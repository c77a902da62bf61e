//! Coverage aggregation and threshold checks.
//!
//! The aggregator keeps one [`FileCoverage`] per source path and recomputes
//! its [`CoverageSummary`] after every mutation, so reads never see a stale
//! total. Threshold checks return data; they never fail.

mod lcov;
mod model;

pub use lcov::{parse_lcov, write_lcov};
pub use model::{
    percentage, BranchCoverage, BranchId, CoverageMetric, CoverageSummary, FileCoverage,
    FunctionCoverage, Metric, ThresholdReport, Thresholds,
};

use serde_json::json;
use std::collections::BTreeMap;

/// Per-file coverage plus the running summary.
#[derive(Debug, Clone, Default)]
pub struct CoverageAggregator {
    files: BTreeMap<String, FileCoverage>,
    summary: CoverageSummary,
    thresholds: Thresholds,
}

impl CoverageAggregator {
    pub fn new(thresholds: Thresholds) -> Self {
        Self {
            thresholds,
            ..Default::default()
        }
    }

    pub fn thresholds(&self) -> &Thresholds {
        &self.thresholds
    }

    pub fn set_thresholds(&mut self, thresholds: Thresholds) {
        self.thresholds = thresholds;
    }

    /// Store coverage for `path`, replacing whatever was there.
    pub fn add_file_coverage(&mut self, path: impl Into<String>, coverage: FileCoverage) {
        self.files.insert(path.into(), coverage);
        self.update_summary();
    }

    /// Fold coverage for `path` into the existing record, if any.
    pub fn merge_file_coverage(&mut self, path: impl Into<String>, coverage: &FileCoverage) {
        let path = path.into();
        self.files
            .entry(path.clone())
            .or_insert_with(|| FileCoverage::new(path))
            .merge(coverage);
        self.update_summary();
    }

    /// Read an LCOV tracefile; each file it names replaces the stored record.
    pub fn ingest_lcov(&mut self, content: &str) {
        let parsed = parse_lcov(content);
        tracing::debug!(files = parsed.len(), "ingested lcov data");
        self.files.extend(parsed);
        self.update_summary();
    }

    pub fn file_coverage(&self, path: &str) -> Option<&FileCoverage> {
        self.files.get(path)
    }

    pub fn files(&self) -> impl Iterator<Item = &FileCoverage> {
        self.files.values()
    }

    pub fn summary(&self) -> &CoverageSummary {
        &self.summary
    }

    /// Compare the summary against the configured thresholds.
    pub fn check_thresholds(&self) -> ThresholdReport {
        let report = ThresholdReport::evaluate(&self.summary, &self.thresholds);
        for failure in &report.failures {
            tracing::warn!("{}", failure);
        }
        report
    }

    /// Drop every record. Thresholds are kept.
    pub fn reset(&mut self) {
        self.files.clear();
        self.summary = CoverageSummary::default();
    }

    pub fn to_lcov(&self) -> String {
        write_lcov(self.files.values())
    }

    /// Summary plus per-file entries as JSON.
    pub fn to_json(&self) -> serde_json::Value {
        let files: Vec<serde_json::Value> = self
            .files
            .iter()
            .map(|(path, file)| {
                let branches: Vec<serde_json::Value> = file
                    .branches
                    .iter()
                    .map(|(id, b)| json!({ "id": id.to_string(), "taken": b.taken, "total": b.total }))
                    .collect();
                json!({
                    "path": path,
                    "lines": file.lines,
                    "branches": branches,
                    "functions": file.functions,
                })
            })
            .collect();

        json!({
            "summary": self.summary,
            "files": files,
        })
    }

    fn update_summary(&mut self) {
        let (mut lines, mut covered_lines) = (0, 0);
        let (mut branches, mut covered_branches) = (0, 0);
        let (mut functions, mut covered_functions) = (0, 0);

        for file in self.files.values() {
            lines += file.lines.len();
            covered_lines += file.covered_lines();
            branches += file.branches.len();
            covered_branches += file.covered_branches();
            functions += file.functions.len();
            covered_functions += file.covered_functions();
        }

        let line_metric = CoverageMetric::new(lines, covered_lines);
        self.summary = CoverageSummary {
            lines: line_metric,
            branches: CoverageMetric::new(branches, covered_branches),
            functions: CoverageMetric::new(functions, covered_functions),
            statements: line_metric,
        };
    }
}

== WHAT THE TASK ASKS ==
Print the lines above from the one with "pub fn set_thresholds(&mut" through the one with "pub fn add_file_coverage(&mut", both included, exactly as written and nothing more.

== RESULT OF THIS EXERCISE ==
    pub fn set_thresholds(&mut self, thresholds: Thresholds) {
        self.thresholds = thresholds;
    }

    /// Store coverage for `path`, replacing whatever was there.
    pub fn add_file_coverage(&mut self, path: impl Into<String>, coverage: FileCoverage) {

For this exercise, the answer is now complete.